Yang menjadi pertanyaan, mengapa kejadian-kejadian rutin ini berulang sehingga dapat disebut force majeur? Adakah upaya Pemerintah dan warga untuk mengatasi atau mengurangi banjir rutin ini? Atau hanya pasrah dan setiap tahun mesti menganggarkan bansos untuk tempat-tempat yang rutin banjir itu?

Di zaman Pak Harto ada upaya membuat waduk Gajah Mungkur untuk mengendalikan luapan Bengawan Solo sejak hulu. Gubernur Sutijoso membuat Banjir Kanal Timur untuk mengurangi air sungai yang melimpah ke Jakarta, dilanjutkan Ahok yang menata Sungai Ciliwung hingga menggusur puluhan rumah di Jatinegara untuk membuat akses sungai ke Banjir Kanal Timur. Ini dia yang mungkin kurang diingat, Gubernur Jenderal Hindia Belanda pada tahun 1879 membangun Banjir Kanal Barat Semarang dan pada tahun 1889 membangun Banjir Kanal Timur Semarang. Apakah di zaman itu sudah ada excavator, traktor dan dump truck?
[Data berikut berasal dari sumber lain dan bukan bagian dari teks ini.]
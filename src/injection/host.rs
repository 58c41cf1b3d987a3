//! Seams towards the instrumentation host.
//!
//! The engine never touches registers or memory itself. At the armed event
//! it asks the host for the operand bytes and hands back the corrupted value.

use crate::injection::operand::Operand;

/// Access to operand storage at the point right after an instruction executed.
pub trait OperandAccess {
    /// Reads the current value of `operand`, little endian, `operand.size` bytes.
    fn read(&mut self, operand: &Operand) -> Result<Vec<u8>, String>;

    /// Writes `bytes` back to `operand`.
    fn write(&mut self, operand: &Operand, bytes: &[u8]) -> Result<(), String>;
}

/// Control over the instrumentation itself.
pub trait Instrumentation: Send + Sync {
    /// Stops delivering callbacks. Counting state must not be touched afterwards.
    fn detach(&self) -> Result<(), String>;

    /// Checks if register context mutated inside a callback survives `detach`.
    ///
    /// Hosts that cannot guarantee this lose the injected fault when detached
    /// right after a register write.
    fn preserves_context_on_detach(&self) -> bool {
        false
    }
}

/// Host without detach support. Detaching only disables the callbacks in the engine.
#[derive(Clone, Copy, Debug, Default)]
pub struct InlineHost;

impl Instrumentation for InlineHost {
    fn detach(&self) -> Result<(), String> {
        Err("host does not support detaching".to_string())
    }
}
Memang banyak usaha yang dilakukan pemerintah bagi warga untuk mengatasi banjir, dan mestinya warga dapat menjaga kelangsungan proyek yang sudah ada. Namun berjalannya waktu dan pergantian kepemimpinan sering warga lupa dan melakukan tindakan-tindakan yang merusak lingkungan, seperti pembuangan sampah ke sungai, pembangunan perumahan di sekitar aliran sungai yang menyedot banyak air tanah sehingga permukaan tanah turun. Mungkin orang berpikir banjir hanya terjadi sesekali, bukan rutin bulanan, saat banjir tidak lama, dan banjir pasti diakibatkan oleh perubahan cuaca, apalagi saat banjir pasti ada bansos.

Saudaraku, saat aku menulis renungan ini, banjir di beberapa daerah di Jawa Tengah belum surut juga. Hujan masih sering turun, bahkan disertai dengan angin yang cukup deras. Tuhan berbisik lembut agar aku merenungkan Mazmur 46:1-4. 

Sesungguhnya setiap orang memiliki pergumulannya masing-masing. Tidak seorang  pun dari kita manusia yang bisa melepaskan diri dari pergumulan dan kesesakan hidup. Kehidupan yang tanpa masalah adalah sebuah kemustahilan. Sebagai orang percaya, kita pun tak luput dari problematika kehidupan. Pergumulan bisa saja datang silih berganti. Namun, hanya satu yang tetap, yakni Tuhan sumber pertolongan kita.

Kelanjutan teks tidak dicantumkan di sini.